Et de poursuivre: «Autrefois, les influenceurs étaient simplement des célébrités. On leur empruntait leur visage pour un message publicitaire. Ce n'est qu'il y a une dizaine d'années que sont apparus les influenceurs tels que nous les connaissons aujourd'hui: des personnes qui, grâce à leurs contributions sur les plates-formes sociales, se créent un réseau et imposent une sorte de 'ligne commerciale' par leur personnalité. Avec eux, le marketing d'influence a également connu un grand boom.»

La Suisse n'y prête pas attention... pour l'instant

Dans notre pays aussi, les entreprises reconnaissent le potentiel de cette nouvelle technologie. Anja Lapčević sait que certains groupes envisagent d'utiliser des personnages virtuels à des fins publicitaires. «Il faut avant tout des connaissances techniques et des personnes capables d'utiliser des systèmes d'IA sophistiqués, d'écrire des scripts et de développer des messages ciblés».

Tanja Herrmann confirme: «Nous n'avons actuellement pas assez de personnel pour créer nous-mêmes de tels personnages». Le savoir-faire nécessaire fait défaut. «C'est typiquement suisse, poursuit-elle.

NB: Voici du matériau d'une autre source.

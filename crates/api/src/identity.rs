//! Caller identity.
//!
//! Authentication happens upstream. The gateway forwards the authenticated
//! user in `x-user-id` and `x-user-role` (plus optional `x-user-name` and
//! `x-user-email`), and this service trusts those headers.

use axum::async_trait;
use axum::extract::FromRequestParts;
use axum::http::request::Parts;
use axum::http::HeaderMap;
use orchestrator::{authorize, Action, Resource, Role};

use crate::error::{ApiError, Result};
use crate::state::AppState;

pub const USER_ID_HEADER: &str = "x-user-id";
pub const USER_ROLE_HEADER: &str = "x-user-role";
pub const USER_NAME_HEADER: &str = "x-user-name";
pub const USER_EMAIL_HEADER: &str = "x-user-email";

/// The authenticated caller.
///
/// `role` always comes from the `x-user-role` header. The role stored in the
/// user directory (set through the admin console) is informational and is
/// not consulted for authorization.
#[derive(Debug, Clone, PartialEq, Eq)]
pub struct CurrentUser {
    pub id: String,
    pub role: Role,
}

impl CurrentUser {
    /// Fail with `Forbidden` unless the caller's role allows the action.
    pub fn require(&self, resource: Resource, action: Action) -> Result<()> {
        authorize(self.role, resource, action)?;
        Ok(())
    }
}

fn header<'a>(headers: &'a HeaderMap, name: &str) -> Option<&'a str> {
    headers
        .get(name)
        .and_then(|value| value.to_str().ok())
        .map(str::trim)
        .filter(|value| !value.is_empty())
}

#[async_trait]
impl FromRequestParts<AppState> for CurrentUser {
    type Rejection = ApiError;

    async fn from_request_parts(parts: &mut Parts, state: &AppState) -> Result<Self> {
        let id = header(&parts.headers, USER_ID_HEADER).ok_or(ApiError::Unauthorized)?;
        let role = header(&parts.headers, USER_ROLE_HEADER)
            .map(Role::parse)
            .unwrap_or(Role::User);
        let name = header(&parts.headers, USER_NAME_HEADER).unwrap_or(id);
        let email = header(&parts.headers, USER_EMAIL_HEADER).unwrap_or("");

        state.hub.users().ensure(id, name, email).await?;

        Ok(CurrentUser {
            id: id.to_string(),
            role,
        })
    }
}
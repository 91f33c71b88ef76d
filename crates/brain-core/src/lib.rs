//! Core trait and types for reply generator implementations.
//!
//! An agent's replies are produced by a "brain": anything from a canned
//! response table to a hosted model. This crate defines the shared contract:
//!
//! - [`Brain`] - The trait that all reply generators implement
//! - [`ReplyRequest`] / [`Reply`] - Request and response for one turn
//! - [`BrainError`] - Failure kinds a generator may report
//! - [`PromptConfig`] / [`GenerationSettings`] - Per-agent prompt setup
//!
//! # Example
//!
//! ```rust
//! use brain_core::{Brain, BrainError, Reply, ReplyRequest};
//! use async_trait::async_trait;
//!
//! struct MyBrain;
//!
//! #[async_trait]
//! impl Brain for MyBrain {
//!     async fn generate(&self, request: ReplyRequest) -> Result<Reply, BrainError> {
//!         Ok(Reply::new(format!("You said: {}", request.message)))
//!     }
//!
//!     fn name(&self) -> &str {
//!         "MyBrain"
//!     }
//! }
//! ```

mod error;
mod history;
mod message;
mod prompt;
mod trait_def;

pub use error::{BrainError, BrainErrorKind};
pub use history::{HistoryMessage, HistoryRole, HistoryWindow};
pub use message::{Reply, ReplyRequest};
pub use prompt::{hash_prompt, ExampleDialogue, GenerationSettings, PromptConfig};
pub use trait_def::Brain;

// Re-export async_trait for convenience
pub use async_trait::async_trait;
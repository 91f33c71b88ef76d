//! Reply generators that need no model provider.
//!
//! - `CannedBrain` - Picks one of the product's stock replies
//! - `EchoBrain` - Echoes the user's message back
//! - `DelayedBrain` - Wraps another brain with artificial latency
//! - `FailingBrain` - Always fails with a fixed error
//! - `ScriptedBrain` - Plays back a queue of outcomes (for tests)
//!
//! # Example
//!
//! ```rust
//! use mock_brain::{Brain, EchoBrain, GenerationSettings, PromptConfig, ReplyRequest};
//!
//! #[tokio::main]
//! async fn main() -> Result<(), mock_brain::BrainError> {
//!     let brain = EchoBrain::new();
//!
//!     let request = ReplyRequest::new(
//!         1,
//!         "Tagline Pro",
//!         PromptConfig::default(),
//!         GenerationSettings::default(),
//!         "Hello!",
//!     );
//!
//!     let reply = brain.generate(request).await?;
//!     println!("Reply: {}", reply.content);
//!     Ok(())
//! }
//! ```

mod canned;
mod delayed;
mod echo;
mod failing;
mod scripted;

// Re-export brain-core types for convenience
pub use brain_core::{
    async_trait, Brain, BrainError, GenerationSettings, PromptConfig, Reply, ReplyRequest,
};

pub use canned::{CannedBrain, CANNED_REPLIES};
pub use delayed::DelayedBrain;
pub use echo::EchoBrain;
pub use failing::FailingBrain;
pub use scripted::ScriptedBrain;

#[cfg(test)]
pub(crate) fn test_request(message: &str) -> ReplyRequest {
    ReplyRequest::new(
        7,
        "Tagline Pro",
        PromptConfig::default(),
        GenerationSettings::default(),
        message,
    )
}
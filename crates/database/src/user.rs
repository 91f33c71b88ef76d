//! User CRUD operations.

use sqlx::SqlitePool;

use crate::error::{DatabaseError, Result};
use crate::models::User;

/// Create a new user.
pub async fn create_user(pool: &SqlitePool, user: &User) -> Result<()> {
    sqlx::query(
        r#"
        INSERT INTO users (id, name, email, role, plan, join_date)
        VALUES (?, ?, ?, ?, ?, ?)
        "#,
    )
    .bind(&user.id)
    .bind(&user.name)
    .bind(&user.email)
    .bind(&user.role)
    .bind(&user.plan)
    .bind(&user.join_date)
    .execute(pool)
    .await
    .map_err(|e| DatabaseError::unique_or_sqlx(e, "User", user.id.clone()))?;

    Ok(())
}

/// Register a user the first time they are seen.
///
/// New users get role "user" and plan "free". Existing users are returned
/// unchanged.
pub async fn ensure_user(pool: &SqlitePool, id: &str, name: &str, email: &str) -> Result<User> {
    sqlx::query(
        r#"
        INSERT INTO users (id, name, email)
        VALUES (?, ?, ?)
        ON CONFLICT(id) DO NOTHING
        "#,
    )
    .bind(id)
    .bind(name)
    .bind(email)
    .execute(pool)
    .await?;

    get_user(pool, id).await
}

/// Get a user by ID.
pub async fn get_user(pool: &SqlitePool, id: &str) -> Result<User> {
    sqlx::query_as::<_, User>(
        r#"
        SELECT id, name, email, role, plan, join_date
        FROM users
        WHERE id = ?
        "#,
    )
    .bind(id)
    .fetch_optional(pool)
    .await?
    .ok_or_else(|| DatabaseError::NotFound {
        entity: "User",
        id: id.to_string(),
    })
}

/// Update a user's role and plan.
pub async fn update_access(pool: &SqlitePool, id: &str, role: &str, plan: &str) -> Result<()> {
    let result = sqlx::query(
        r#"
        UPDATE users
        SET role = ?, plan = ?
        WHERE id = ?
        "#,
    )
    .bind(role)
    .bind(plan)
    .bind(id)
    .execute(pool)
    .await?;

    if result.rows_affected() == 0 {
        return Err(DatabaseError::NotFound {
            entity: "User",
            id: id.to_string(),
        });
    }

    Ok(())
}

/// List all users.
pub async fn list_users(pool: &SqlitePool) -> Result<Vec<User>> {
    let users = sqlx::query_as::<_, User>(
        r#"
        SELECT id, name, email, role, plan, join_date
        FROM users
        ORDER BY name, id
        "#,
    )
    .fetch_all(pool)
    .await?;

    Ok(users)
}

/// Count total users.
pub async fn count_users(pool: &SqlitePool) -> Result<i64> {
    let count = sqlx::query_scalar::<_, i64>(
        r#"
        SELECT COUNT(*) FROM users
        "#,
    )
    .fetch_one(pool)
    .await?;

    Ok(count)
}

/// Count users grouped by plan.
pub async fn count_users_by_plan(pool: &SqlitePool) -> Result<Vec<(String, i64)>> {
    let rows = sqlx::query_as::<_, (String, i64)>(
        r#"
        SELECT plan, COUNT(*) as count
        FROM users
        GROUP BY plan
        ORDER BY count DESC, plan
        "#,
    )
    .fetch_all(pool)
    .await?;

    Ok(rows)
}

Dans les pays voisins, les influenceurs virtuels sont déjà plus présents. Nous sommes plus lents, nous attendons d'abord. Certaines tendances n'arrivent même jamais jusqu'ici. Mais je pense que dans ce cas précis, ce n'est pas une question de si, mais de quand».

Autrefois, les influenceurs voulaient convaincre par leur personnalité et leur portée. Mais comme l'apparence et le charisme ne déterminent plus qui gagne le gros lot dans le monde de la publicité, les influenceurs IA menacent déjà l'avenir de leurs prédécesseurs humains.